Best book about Popular Music
How Music Works by David Byrne
I haven’t reviewed this yet as I’ve only just finished reading it, but if you’re interested in seeing into the mind of one of the music industry’s most idiosyncratic practitioners, look no further.
Popular music lost many icons this year: Bowie, Prince, Leonard Cohen, Quo’s Rick and George Michael, – but 2016 will be, for me, the year Bowie died. Sadly even though Paul Morley’s tribute The Age of Bowie was timely and interesting, it was flawed. What a book Bowie’s own memoir would have been….
The Best Fun you can have in Space
The Long Way to a Small Angry Planet by Becky Chambers
Another of my discoveries, Becky Chambers divided and conquered the stuffy SF world with this novel. The Long Way is space opera, but it’s space opera with a loving heart and tongue in cheek set onboard the tunnelling spaceship, Wayfarer. All of the crew have depth and well-rounded characters, and form an inclusive bunch in the best Star Trek tradition (additionally, the Galactic Commons are the equivalent of the Federation and the Toremi take the place of the Cardassians in this narrative). However, the story is told with Red Dwarf’s sense of humour which keeps things light-hearted and optimistic even in the darkest moments.
Perhaps the biggest success of all is that Chambers makes you want to be part of this band of space adventurers – I couldn’t think of anything I’d rather do than be part of the Wayfarer’s crew.
The Last Act of Love by Cathy Rentzenbrink
Shortlisted for the Wellcome Book Prize (read more about that here), Cathy Rentzenbrink’s book about her and her brother, who was left in a PVS after being knocked down by a car, is the kind of memoir that hits you with a wallop. Once started, it won’t let go – I read it in one sitting, going from shock to being very emotional, yet ended I up being uplifted by Cathy’s love for her brother and decision to get on with life knowing the love would never go.
Best Food for Thought
The Diet Myth by Tim Spector
This book changed the way I think about food – more so than any book which espouses an eating plan. Spector is a geneticist and physician in London, and runs the British Gut project and through his research studies and personal experience he has come to the conclusion that nearly all diets are bad because they work on exclusion of foods which affects our gut bacteria. Diversity is the key (but also moderation rather than elimination of the bad stuff). He convinced me.
Best Book Group Read
The Year of Living Danishly by Helen Russell
This winter ‘Hygge’ is the Scandi-byword for living well, hunkering down, getting cosy by candlelight and all that, and Russell’s book, which we read last January got our book group ahead of the field!
There’s a lot more to living Danishly than hygge though, and Russell’s book gave us so much to talk about, we all enjoyed this book a lot.
- Old Buildings in Texas by Jen Waldo – a wise-cracking and humane drama
- The Nakano Thrift Shop by Hiromi Kawakami – gentle, understated Japanese humour
- Shopgirl by Steve Martin – spoke volumes without needing many words
- Europe in Autumn by Dave Hutchinson – first in a scarily prescient spec-fiction trilogy
- The Course of Love by Alain de Botton – stylish, touching warm and playful, a delight.

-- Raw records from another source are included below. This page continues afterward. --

// src/users/mod.rs

pub mod models;
pub mod services;
pub mod validators;


// Re-export commonly used items
pub use models::{AccountType, User};
pub use services::UsersService;
pub use validators::UserValidator;
use std::sync::Arc;

use super::models::BonusPackage;
use super::validators::BonusValidator;
use crate::common::{AuditSink, Rejection, Validator};
use crate::storage::BonusStore;

/// Mutation orchestrator for bonus packages.
///
/// Add enforces name uniqueness through the store's probe; update and delete
/// gate on existence by id. Same rejection and audit discipline as the other
/// services.
pub struct BonusesService {
    store: Arc<dyn BonusStore>,
    audit: Arc<dyn AuditSink>,
}

impl BonusesService {
    pub fn new(store: Arc<dyn BonusStore>, audit: Arc<dyn AuditSink>) -> Self {
        Self { store, audit }
    }

    fn reject(&self, message: &str, rejection: Rejection) -> Result<(), Rejection> {
        self.audit.warn(message);
        Err(rejection)
    }

    pub async fn add_bonus(&self, bonus: Option<&BonusPackage>) -> Result<(), Rejection> {
        let Some(bonus) = bonus else {
            return self.reject(
                "Attempted to add a null bonus package.",
                Rejection::MissingInput,
            );
        };

        let check = BonusValidator.validate(bonus);
        if !check.is_valid {
            return self.reject(
                &format!("Attempted to add an invalid bonus package. {}", check),
                Rejection::InvalidEntity,
            );
        }

        if self.store.name_exists(&bonus.name).await {
            return self.reject(
                "Attempted to add an existing bonus package.",
                Rejection::AlreadyExists,
            );
        }

        if self.store.add(bonus).await {
            Ok(())
        } else {
            Err(Rejection::StorageRefused)
        }
    }

    pub async fn update_bonus(&self, bonus: Option<&BonusPackage>) -> Result<(), Rejection> {
        let Some(bonus) = bonus else {
            return self.reject(
                "Attempted to update a null bonus package.",
                Rejection::MissingInput,
            );
        };

        let check = BonusValidator.validate(bonus);
        if !check.is_valid {
            return self.reject(
                &format!("Attempted to update an invalid bonus package. {}", check),
                Rejection::InvalidEntity,
            );
        }

        if self.store.get_by_id(&bonus.id).await.is_none() {
            return self.reject(
                "Attempted to update a nonexisting bonus package.",
                Rejection::DoesNotExist,
            );
        }

        if self.store.update(bonus).await {
            Ok(())
        } else {
            Err(Rejection::StorageRefused)
        }
    }

    pub async fn delete_bonus(&self, bonus: Option<&BonusPackage>) -> Result<(), Rejection> {
        let Some(bonus) = bonus else {
            return self.reject(
                "Attempted to delete a null bonus package.",
                Rejection::MissingInput,
            );
        };

        if self.store.get_by_id(&bonus.id).await.is_none() {
            return self.reject(
                "Attempted to delete a nonexisting bonus package.",
                Rejection::DoesNotExist,
            );
        }

        if self.store.delete(bonus).await {
            Ok(())
        } else {
            Err(Rejection::StorageRefused)
        }
    }

    pub async fn get_bonus_by_id(&self, id: &str) -> Option<BonusPackage> {
        self.store.get_by_id(id).await
    }

    pub async fn get_all_bonuses(&self) -> Vec<BonusPackage> {
        self.store.get_all().await
    }
}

… and my book of the year is
Golden Hill by Francis Spufford
What a storyteller Francis Spufford is in his first novel, after a distinguished career in non-fiction!

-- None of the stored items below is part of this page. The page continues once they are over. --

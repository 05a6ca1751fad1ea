// Common validation types, traits and field-level validators

use std::fmt;

#[derive(Debug)]
pub struct ValidationError {
    pub field: String,
    pub message: String,
}

#[derive(Debug)]
pub struct ValidationResult {
    pub is_valid: bool,
    pub errors: Vec<ValidationError>,
}

impl ValidationResult {
    pub fn new() -> Self {
        Self {
            is_valid: true,
            errors: Vec::new(),
        }
    }

    pub fn add_error(&mut self, field: &str, message: &str) {
        self.is_valid = false;
        self.errors.push(ValidationError {
            field: field.to_string(),
            message: message.to_string(),
        });
    }

    pub fn merge(&mut self, other: ValidationResult) {
        if !other.is_valid {
            self.is_valid = false;
            self.errors.extend(other.errors);
        }
    }

    /// Merges a nested entity's result, prefixing its field names so the
    /// offending field stays identifiable ("product.seller.email").
    pub fn merge_under(&mut self, prefix: &str, other: ValidationResult) {
        if !other.is_valid {
            self.is_valid = false;
            for error in other.errors {
                self.errors.push(ValidationError {
                    field: format!("{}.{}", prefix, error.field),
                    message: error.message,
                });
            }
        }
    }
}

impl Default for ValidationResult {
    fn default() -> Self {
        Self::new()
    }
}

impl fmt::Display for ValidationResult {
    fn fmt(&self, f: &mut fmt::Formatter<'_>) -> fmt::Result {
        let mut first = true;
        for error in &self.errors {
            if !first {
                write!(f, "; ")?;
            }
            write!(f, "{}: {}", error.field, error.message)?;
            first = false;
        }
        Ok(())
    }
}

pub trait Validator<T> {
    fn validate(&self, data: &T) -> ValidationResult;
}

// ============================================================================
// Field Validators
// ============================================================================

/// Symbols accepted by the password complexity check.
pub const PASSWORD_SYMBOLS: &str = "!@#$%^&*()-_+=[]{}|;:,.<>?/~";

pub const PASSWORD_MIN_LEN: usize = 8;
pub const PASSWORD_MAX_LEN: usize = 20;

/// Person-name shape: non-empty, at most `max_len` characters, first character
/// uppercase, letters only, and at least one lowercase letter after the first.
pub fn is_valid_person_name(value: &str, max_len: usize) -> bool {
    if value.is_empty() || value.chars().count() > max_len {
        return false;
    }
    let mut chars = value.chars();
    match chars.next() {
        Some(first) if first.is_uppercase() => {}
        _ => return false,
    }
    if !value.chars().all(|c| c.is_alphabetic()) {
        return false;
    }
    value.chars().skip(1).any(|c| c.is_lowercase())
}

/// Free-form identifier: non-empty and at most `max_len` characters.
pub fn is_valid_username(value: &str, max_len: usize) -> bool {
    !value.is_empty() && value.chars().count() <= max_len
}

/// Phone numbers are digits only, non-empty, at most `max_len` characters.
/// The field itself is optional; absence is handled at the call site.
pub fn is_valid_phone(value: &str, max_len: usize) -> bool {
    !value.is_empty()
        && value.chars().count() <= max_len
        && value.chars().all(|c| c.is_ascii_digit())
}

/// Minimal "local@domain" shape check, not full RFC compliance: exactly one
/// '@' with non-empty segments on both sides, bounded total length.
pub fn is_valid_email(value: &str, max_len: usize) -> bool {
    if value.is_empty() || value.chars().count() > max_len {
        return false;
    }
    let mut parts = value.split('@');
    match (parts.next(), parts.next(), parts.next()) {
        (Some(local), Some(domain), None) => !local.is_empty() && !domain.is_empty(),
        _ => false,
    }
}

/// Password complexity: length within [8, 20] with at least one uppercase
/// letter, one lowercase letter, one digit and one symbol.
pub fn is_valid_password(value: &str) -> bool {
    let len = value.chars().count();
    if len < PASSWORD_MIN_LEN || len > PASSWORD_MAX_LEN {
        return false;
    }
    let has_upper = value.chars().any(|c| c.is_uppercase());
    let has_lower = value.chars().any(|c| c.is_lowercase());
    let has_digit = value.chars().any(|c| c.is_ascii_digit());
    let has_symbol = value.chars().any(|c| PASSWORD_SYMBOLS.contains(c));
    has_upper && has_lower && has_digit && has_symbol
}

This is Fielding’s Tom Jones recast on Broadway – when Broadway was a tree-lined avenue two hundred yards long, with a fort at one end flying the Union Jack and a common at the other, grazed by cows.

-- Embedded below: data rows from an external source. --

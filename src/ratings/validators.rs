// src/ratings/validators.rs

use super::models::Rating;
use crate::catalog::validators::ProductValidator;
use crate::common::{ValidationResult, Validator};
use crate::users::validators::UserValidator;

pub const GRADE_MIN: i32 = 1;
pub const GRADE_MAX: i32 = 10;

/// Structural validator for ratings.
///
/// Descends depth-first into the owned sub-entities, product first (which in
/// turn validates category and seller), then rating user, then rated user.
pub struct RatingValidator;

impl Validator<Rating> for RatingValidator {
    fn validate(&self, data: &Rating) -> ValidationResult {
        let mut result = ValidationResult::new();

        result.merge_under("product", ProductValidator.validate(&data.product));
        result.merge_under("rating_user", UserValidator.validate(&data.rating_user));
        result.merge_under("rated_user", UserValidator.validate(&data.rated_user));

        if !(GRADE_MIN..=GRADE_MAX).contains(&data.grade) {
            result.add_error("grade", "Grade must be between 1 and 10");
        }

        result
    }
}
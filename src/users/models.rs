//! User account data models

use serde::{Deserialize, Serialize};

use crate::common::generate_user_id;

/// Role tag carried by every account. Not consulted by the validation rules
/// themselves; rating eligibility is derived from the auction relationship,
/// not from the account type.
#[derive(Debug, Clone, Copy, PartialEq, Eq, Serialize, Deserialize)]
#[serde(rename_all = "lowercase")]
pub enum AccountType {
    Buyer,
    Seller,
    Administrator,
}

/// Marketplace user account.
///
/// The engine validates users but never mutates them; the surrogate id is
/// assigned once at construction.
#[derive(Debug, Clone, Serialize, Deserialize)]
pub struct User {
    pub id: String,
    pub first_name: String,
    pub last_name: String,
    pub username: String,
    pub phone_number: Option<String>,
    pub email: String,
    pub password: String,
    pub account_type: AccountType,
}

impl User {
    #[allow(clippy::too_many_arguments)]
    pub fn new(
        first_name: &str,
        last_name: &str,
        username: &str,
        phone_number: Option<&str>,
        email: &str,
        password: &str,
        account_type: AccountType,
    ) -> Self {
        Self {
            id: generate_user_id(),
            first_name: first_name.to_string(),
            last_name: last_name.to_string(),
            username: username.to_string(),
            phone_number: phone_number.map(|p| p.to_string()),
            email: email.to_string(),
            password: password.to_string(),
            account_type,
        }
    }
}
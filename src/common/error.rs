// Rejection taxonomy for mutation operations

use thiserror::Error;

/// Outcome of a refused mutation.
///
/// Every variant is an expected-input problem, fully handled inside the
/// engine: the service logs exactly one diagnostic line to its audit sink and
/// returns the variant to the caller. Nothing here ever panics or propagates
/// as a fault. `StorageRefused` is the one exception to the logging rule: the
/// storage collaborator's `false` is passed through without classification.
#[derive(Debug, Error, Clone, Copy, PartialEq, Eq)]
pub enum Rejection {
    /// No candidate entity was supplied.
    #[error("missing input")]
    MissingInput,
    /// The entity or one of its required sub-entities failed shape validation.
    #[error("structurally invalid entity")]
    InvalidEntity,
    /// A uniqueness constraint already holds for this entity on add.
    #[error("entity already exists")]
    AlreadyExists,
    /// The entity is absent by id on update or delete.
    #[error("entity does not exist")]
    DoesNotExist,
    /// The product's auction has not ended yet.
    #[error("auction is still active")]
    AuctionActive,
    /// The rating user already rated this product.
    #[error("rating already given")]
    DuplicateRating,
    /// The (rating user, rated user) pair is not seller/winning bidder.
    #[error("user is not eligible to rate")]
    IneligibleUser,
    /// The storage collaborator reported a failed write.
    #[error("storage refused the write")]
    StorageRefused,
}
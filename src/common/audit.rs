// Diagnostic sink for rejected mutations

use std::sync::Mutex;

use tracing::warn;

/// Receiver for the single human-readable line each rejected mutation emits.
///
/// Unconditional rejections use fixed literals ("Attempted to add a null
/// rating."); structural rejections use a stable prefix followed by detail.
/// Consumers should match fixed lines on equality and detailed lines on
/// prefix.
pub trait AuditSink: Send + Sync {
    fn warn(&self, message: &str);
}

/// Production sink: forwards each line to `tracing` at WARN level.
#[derive(Debug, Default)]
pub struct TracingAuditSink;

impl AuditSink for TracingAuditSink {
    fn warn(&self, message: &str) {
        warn!("{}", message);
    }
}

/// Capturing sink for tests.
#[derive(Debug, Default)]
pub struct RecordingAuditSink {
    lines: Mutex<Vec<String>>,
}

impl RecordingAuditSink {
    pub fn new() -> Self {
        Self::default()
    }

    pub fn lines(&self) -> Vec<String> {
        self.lock_lines().clone()
    }

    pub fn last_line(&self) -> Option<String> {
        self.lock_lines().last().cloned()
    }

    // A panicking writer only poisons the mutex; the recorded lines stay
    // usable for the assertion that follows.
    fn lock_lines(&self) -> std::sync::MutexGuard<'_, Vec<String>> {
        self.lines.lock().unwrap_or_else(|e| e.into_inner())
    }
}

impl AuditSink for RecordingAuditSink {
    fn warn(&self, message: &str) {
        self.lock_lines().push(message.to_string());
    }
}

Set in the closing months of 1746, I’d wager that there are more plot twists and turns in Golden Hill than the Hampton Court maze. There is adventure, peril, comedy – both in manners and more slapstick scenes. Young Mr Smith is a loveable hero, naïve yet worldly, but totally flummoxed by Tabitha, the contrary young woman he falls for. The key supporting characters all have their own story to tell. which all add to the fascinating narrative. Finally, Spufford reveals a serious heart to this novel, which puts everything into perspective without detracting from all the shenanigans that went before. Golden Hill was totally believable from page one and is the best novel I’ve read this year. I first wrote that in May – and it’s still true. I loved it.